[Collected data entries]
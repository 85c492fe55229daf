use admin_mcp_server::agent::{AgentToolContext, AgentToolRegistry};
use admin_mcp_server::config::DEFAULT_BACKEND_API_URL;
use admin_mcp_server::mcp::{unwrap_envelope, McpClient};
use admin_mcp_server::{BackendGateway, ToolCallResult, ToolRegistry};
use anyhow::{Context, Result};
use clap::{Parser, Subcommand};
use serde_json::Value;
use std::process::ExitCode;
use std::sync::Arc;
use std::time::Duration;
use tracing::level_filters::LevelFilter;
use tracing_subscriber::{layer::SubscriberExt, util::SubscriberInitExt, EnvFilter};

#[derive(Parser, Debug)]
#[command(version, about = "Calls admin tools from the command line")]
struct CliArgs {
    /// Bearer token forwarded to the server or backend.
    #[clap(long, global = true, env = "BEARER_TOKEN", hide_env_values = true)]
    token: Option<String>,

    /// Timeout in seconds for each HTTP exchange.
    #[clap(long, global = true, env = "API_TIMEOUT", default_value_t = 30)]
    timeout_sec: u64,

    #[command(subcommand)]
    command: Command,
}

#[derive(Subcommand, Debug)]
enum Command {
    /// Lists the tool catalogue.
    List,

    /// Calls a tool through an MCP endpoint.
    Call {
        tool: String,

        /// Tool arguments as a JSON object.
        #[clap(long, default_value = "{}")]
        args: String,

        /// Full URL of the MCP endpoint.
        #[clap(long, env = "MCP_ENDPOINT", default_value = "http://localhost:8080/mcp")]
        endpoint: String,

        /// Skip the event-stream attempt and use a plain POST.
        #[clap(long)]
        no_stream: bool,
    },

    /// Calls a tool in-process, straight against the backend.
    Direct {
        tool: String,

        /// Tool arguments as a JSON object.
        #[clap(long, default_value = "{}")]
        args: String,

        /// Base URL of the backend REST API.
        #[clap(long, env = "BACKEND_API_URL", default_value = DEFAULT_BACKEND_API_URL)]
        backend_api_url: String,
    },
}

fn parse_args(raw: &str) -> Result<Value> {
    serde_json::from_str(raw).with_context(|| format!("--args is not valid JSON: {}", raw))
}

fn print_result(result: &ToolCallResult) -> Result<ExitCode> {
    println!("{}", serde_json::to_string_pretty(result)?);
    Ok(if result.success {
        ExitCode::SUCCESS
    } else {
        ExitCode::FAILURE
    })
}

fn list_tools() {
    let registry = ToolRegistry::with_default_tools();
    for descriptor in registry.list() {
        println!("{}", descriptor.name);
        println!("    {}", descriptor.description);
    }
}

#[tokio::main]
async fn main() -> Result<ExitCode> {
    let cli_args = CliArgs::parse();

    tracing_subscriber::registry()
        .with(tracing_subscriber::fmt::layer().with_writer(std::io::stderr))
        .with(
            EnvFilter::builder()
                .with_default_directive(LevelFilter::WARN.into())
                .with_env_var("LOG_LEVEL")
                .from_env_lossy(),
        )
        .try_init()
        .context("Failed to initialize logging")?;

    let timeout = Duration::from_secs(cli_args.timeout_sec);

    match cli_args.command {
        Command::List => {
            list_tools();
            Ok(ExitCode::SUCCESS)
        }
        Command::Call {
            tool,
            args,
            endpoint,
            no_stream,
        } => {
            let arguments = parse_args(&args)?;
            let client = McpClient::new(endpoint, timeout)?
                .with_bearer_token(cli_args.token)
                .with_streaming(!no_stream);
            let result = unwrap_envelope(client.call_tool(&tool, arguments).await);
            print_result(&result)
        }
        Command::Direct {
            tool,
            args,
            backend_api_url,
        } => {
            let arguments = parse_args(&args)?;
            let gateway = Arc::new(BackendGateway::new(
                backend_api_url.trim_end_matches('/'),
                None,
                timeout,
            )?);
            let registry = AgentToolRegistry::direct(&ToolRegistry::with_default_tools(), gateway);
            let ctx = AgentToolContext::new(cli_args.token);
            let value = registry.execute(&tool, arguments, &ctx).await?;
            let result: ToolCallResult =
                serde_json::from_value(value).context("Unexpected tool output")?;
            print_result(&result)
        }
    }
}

Work order | Copy, without any change, the lines from the one that contains "list_tools();" to the final line of the entries above.

Written reply |
            list_tools();
            Ok(ExitCode::SUCCESS)
        }
        Command::Call {
            tool,
            args,
            endpoint,
            no_stream,
        } => {
            let arguments = parse_args(&args)?;
            let client = McpClient::new(endpoint, timeout)?
                .with_bearer_token(cli_args.token)
                .with_streaming(!no_stream);
            let result = unwrap_envelope(client.call_tool(&tool, arguments).await);
            print_result(&result)
        }
        Command::Direct {
            tool,
            args,
            backend_api_url,
        } => {
            let arguments = parse_args(&args)?;
            let gateway = Arc::new(BackendGateway::new(
                backend_api_url.trim_end_matches('/'),
                None,
                timeout,
            )?);
            let registry = AgentToolRegistry::direct(&ToolRegistry::with_default_tools(), gateway);
            let ctx = AgentToolContext::new(cli_args.token);
            let value = registry.execute(&tool, arguments, &ctx).await?;
            let result: ToolCallResult =
                serde_json::from_value(value).context("Unexpected tool output")?;
            print_result(&result)
        }
    }
}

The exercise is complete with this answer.